(Records from a dataset)
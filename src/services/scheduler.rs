//! Recurring batch summary runs.
//!
//! One named job walks every recently-active post through
//! `smart_update`, records an audit row per post, and upserts a single
//! status row when the pass ends. Overlapping runs are refused with a
//! try-lock on the run guard so a slow batch never stacks behind the
//! timer.

use std::sync::Arc;
use std::time::Duration;

use chrono::Utc;
use tokio::sync::Mutex;
use tracing::{error, info, warn};

use super::summarizer::{Summarizer, SummarizerError, UpdateOutcome, UpdateResult};
use crate::config::SchedulerConfig;
use crate::models::{BatchOutcome, ContentKind, RunStatus, SchedulerStatus, Scope, SummaryType, TriggerType};
use crate::repository::{
    ContentRepository, DieselError, LogEntry, LogRepository, OcrQueueRepository, SqlitePool,
};

/// Job name under which batch runs report their status.
pub const BATCH_JOB_NAME: &str = "batch_summaries";

/// Batch scheduler over the summarizer.
pub struct Scheduler {
    summarizer: Arc<Summarizer>,
    content: ContentRepository,
    ocr_queue: OcrQueueRepository,
    logs: LogRepository,
    config: SchedulerConfig,
    run_guard: Mutex<()>,
}

impl Scheduler {
    pub fn new(pool: SqlitePool, summarizer: Arc<Summarizer>, config: SchedulerConfig) -> Self {
        Self {
            summarizer,
            content: ContentRepository::new(pool.clone()),
            ocr_queue: OcrQueueRepository::new(pool.clone()),
            logs: LogRepository::new(pool),
            config,
            run_guard: Mutex::new(()),
        }
    }

    pub fn logs(&self) -> &LogRepository {
        &self.logs
    }

    /// Run batches forever on the configured interval. The first batch
    /// runs one interval after startup.
    pub async fn run_loop(self: Arc<Self>) {
        let interval = Duration::from_secs(self.config.interval_hours * 3600);
        let mut ticker = tokio::time::interval(interval);
        ticker.set_missed_tick_behavior(tokio::time::MissedTickBehavior::Delay);

        info!(
            job = BATCH_JOB_NAME,
            interval_hours = self.config.interval_hours,
            "batch scheduler started"
        );

        // tokio intervals fire immediately; consume that tick so the
        // first batch waits out the interval.
        ticker.tick().await;

        loop {
            ticker.tick().await;

            let started = Utc::now();
            let scheduler = Arc::clone(&self);
            let handle =
                tokio::spawn(async move { scheduler.run_batch(TriggerType::Scheduled).await });

            match handle.await {
                Ok(Ok(Some(outcome))) => {
                    info!(
                        job = BATCH_JOB_NAME,
                        total = outcome.total,
                        full_update = outcome.full_update,
                        supplement = outcome.supplement,
                        skipped = outcome.skipped,
                        fail = outcome.fail,
                        "batch run finished"
                    );
                }
                Ok(Ok(None)) => {}
                Ok(Err(e)) => {
                    error!(job = BATCH_JOB_NAME, error = %e, "batch run failed");
                    self.record_failed_run(started).await;
                }
                // The batch task panicked; the timer keeps going.
                Err(e) => {
                    error!(job = BATCH_JOB_NAME, error = %e, "batch task aborted");
                    self.record_failed_run(started).await;
                }
            }
        }
    }

    async fn record_failed_run(&self, started: chrono::DateTime<Utc>) {
        let status = SchedulerStatus {
            job_name: BATCH_JOB_NAME.to_string(),
            last_run_at: started,
            next_run_at: Some(started + chrono::Duration::hours(self.config.interval_hours as i64)),
            last_status: RunStatus::Failed,
            last_duration_sec: (Utc::now() - started).num_milliseconds().max(0) as f64 / 1000.0,
        };
        if let Err(e) = self.logs.upsert_scheduler_status(&status).await {
            error!(job = BATCH_JOB_NAME, error = %e, "failed to record run status");
        }
    }

    /// Run one batch pass. Returns `None` when another run is already in
    /// progress.
    pub async fn run_batch(
        &self,
        trigger: TriggerType,
    ) -> Result<Option<BatchOutcome>, DieselError> {
        let _guard = match self.run_guard.try_lock() {
            Ok(guard) => guard,
            Err(_) => {
                warn!(job = BATCH_JOB_NAME, "batch run already in progress, skipped");
                return Ok(None);
            }
        };

        let started = Utc::now();
        let cutoff = started - chrono::Duration::days(self.config.recency_days);
        let posts = self.content.list_posts_newest_first().await?;

        let mut outcome = BatchOutcome::default();
        let mut first = true;

        for post in posts {
            // Automatic runs only touch recently-active posts. Manual
            // batches cover everything.
            if trigger == TriggerType::Scheduled {
                match self.content.last_activity(post.id).await? {
                    Some(ts) if ts >= cutoff => {}
                    _ => continue,
                }
            }

            if !first {
                tokio::time::sleep(Duration::from_secs(self.config.inter_post_delay_secs)).await;
            }
            first = false;
            outcome.total += 1;

            let post_started = Utc::now();

            // Summarizing half-OCRed content bakes the gap into the hash;
            // wait for the queue to drain for this post.
            if self.has_incomplete_ocr(post.id).await? {
                outcome.skipped += 1;
                self.logs
                    .insert(&LogEntry {
                        trigger_type: trigger,
                        scope: Scope::Batch,
                        post_id: post.id,
                        summary_type: SummaryType::Skip,
                        status: RunStatus::Skipped,
                        note: Some("OCR incomplete".to_string()),
                        started_at: post_started,
                        finished_at: Utc::now(),
                        content_hash_before: None,
                        content_hash_after: None,
                    })
                    .await?;
                continue;
            }

            match self.summarizer.smart_update(post.id, false).await {
                Ok(result) => {
                    self.count_and_log(trigger, post.id, post_started, &result, &mut outcome)
                        .await?;
                }
                // Any failure stays inside the post's boundary; the rest
                // of the batch still runs.
                Err(e) => {
                    outcome.fail += 1;
                    self.logs
                        .insert(&LogEntry {
                            trigger_type: trigger,
                            scope: Scope::Batch,
                            post_id: post.id,
                            summary_type: SummaryType::Failed,
                            status: RunStatus::Failed,
                            note: Some(e.to_string()),
                            started_at: post_started,
                            finished_at: Utc::now(),
                            content_hash_before: None,
                            content_hash_after: None,
                        })
                        .await?;
                }
            }
        }

        let finished = Utc::now();
        self.logs
            .upsert_scheduler_status(&SchedulerStatus {
                job_name: BATCH_JOB_NAME.to_string(),
                last_run_at: started,
                next_run_at: Some(
                    started + chrono::Duration::hours(self.config.interval_hours as i64),
                ),
                last_status: outcome.status(),
                last_duration_sec: (finished - started).num_milliseconds().max(0) as f64 / 1000.0,
            })
            .await?;

        Ok(Some(outcome))
    }

    async fn count_and_log(
        &self,
        trigger: TriggerType,
        post_id: i32,
        post_started: chrono::DateTime<Utc>,
        result: &UpdateResult,
        outcome: &mut BatchOutcome,
    ) -> Result<(), DieselError> {
        let (summary_type, status, note) = match &result.outcome {
            UpdateOutcome::Full { degraded } => {
                outcome.full_update += 1;
                let note = degraded.then(|| "degraded fallback".to_string());
                (SummaryType::Full, RunStatus::Success, note)
            }
            UpdateOutcome::Supplement => {
                outcome.supplement += 1;
                (SummaryType::Supplement, RunStatus::Success, None)
            }
            UpdateOutcome::Skip { reason } => {
                outcome.skipped += 1;
                (SummaryType::Skip, RunStatus::Skipped, Some(reason.clone()))
            }
        };

        self.logs
            .insert(&LogEntry {
                trigger_type: trigger,
                scope: Scope::Batch,
                post_id,
                summary_type,
                status,
                note,
                started_at: post_started,
                finished_at: Utc::now(),
                content_hash_before: result.hash_before.clone(),
                content_hash_after: Some(result.hash_after.clone()),
            })
            .await
    }

    /// Whether the post or any of its children still has OCR tasks in
    /// flight.
    async fn has_incomplete_ocr(&self, post_id: i32) -> Result<bool, DieselError> {
        if self
            .ocr_queue
            .has_incomplete_for_target(ContentKind::Post, post_id)
            .await?
        {
            return Ok(true);
        }

        for child in self.content.comments_for_post(post_id).await? {
            if self
                .ocr_queue
                .has_incomplete_for_target(ContentKind::Comment, child.id)
                .await?
            {
                return Ok(true);
            }
        }
        for child in self.content.results_for_post(post_id).await? {
            if self
                .ocr_queue
                .has_incomplete_for_target(ContentKind::Result, child.id)
                .await?
            {
                return Ok(true);
            }
        }
        for child in self.content.ideas_for_post(post_id).await? {
            if self
                .ocr_queue
                .has_incomplete_for_target(ContentKind::Idea, child.id)
                .await?
            {
                return Ok(true);
            }
        }

        Ok(false)
    }

    /// Manual single-post update with an audit row.
    pub async fn run_single(
        &self,
        post_id: i32,
        force_full: bool,
        clear_user_edits: bool,
    ) -> Result<UpdateResult, SummarizerError> {
        let started = Utc::now();

        let result = if clear_user_edits {
            self.summarizer.regenerate(post_id, true).await
        } else {
            self.summarizer.smart_update(post_id, force_full).await
        };

        let entry = match &result {
            Ok(update) => {
                let (summary_type, status, note) = match &update.outcome {
                    UpdateOutcome::Full { degraded } => (
                        SummaryType::Full,
                        RunStatus::Success,
                        degraded.then(|| "degraded fallback".to_string()),
                    ),
                    UpdateOutcome::Supplement => (SummaryType::Supplement, RunStatus::Success, None),
                    UpdateOutcome::Skip { reason } => {
                        (SummaryType::Skip, RunStatus::Skipped, Some(reason.clone()))
                    }
                };
                LogEntry {
                    trigger_type: TriggerType::Manual,
                    scope: Scope::Single,
                    post_id,
                    summary_type,
                    status,
                    note,
                    started_at: started,
                    finished_at: Utc::now(),
                    content_hash_before: update.hash_before.clone(),
                    content_hash_after: Some(update.hash_after.clone()),
                }
            }
            Err(e) => LogEntry {
                trigger_type: TriggerType::Manual,
                scope: Scope::Single,
                post_id,
                summary_type: SummaryType::Failed,
                status: RunStatus::Failed,
                note: Some(e.to_string()),
                started_at: started,
                finished_at: Utc::now(),
                content_hash_before: None,
                content_hash_after: None,
            },
        };
        self.logs.insert(&entry).await?;

        result
    }
}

* PROMPT: Copy out every line of the entries where the string "when" shows up.

* WRITTEN REPLY:
//! status row when the pass ends. Overlapping runs are refused with a
    /// Run one batch pass. Returns `None` when another run is already in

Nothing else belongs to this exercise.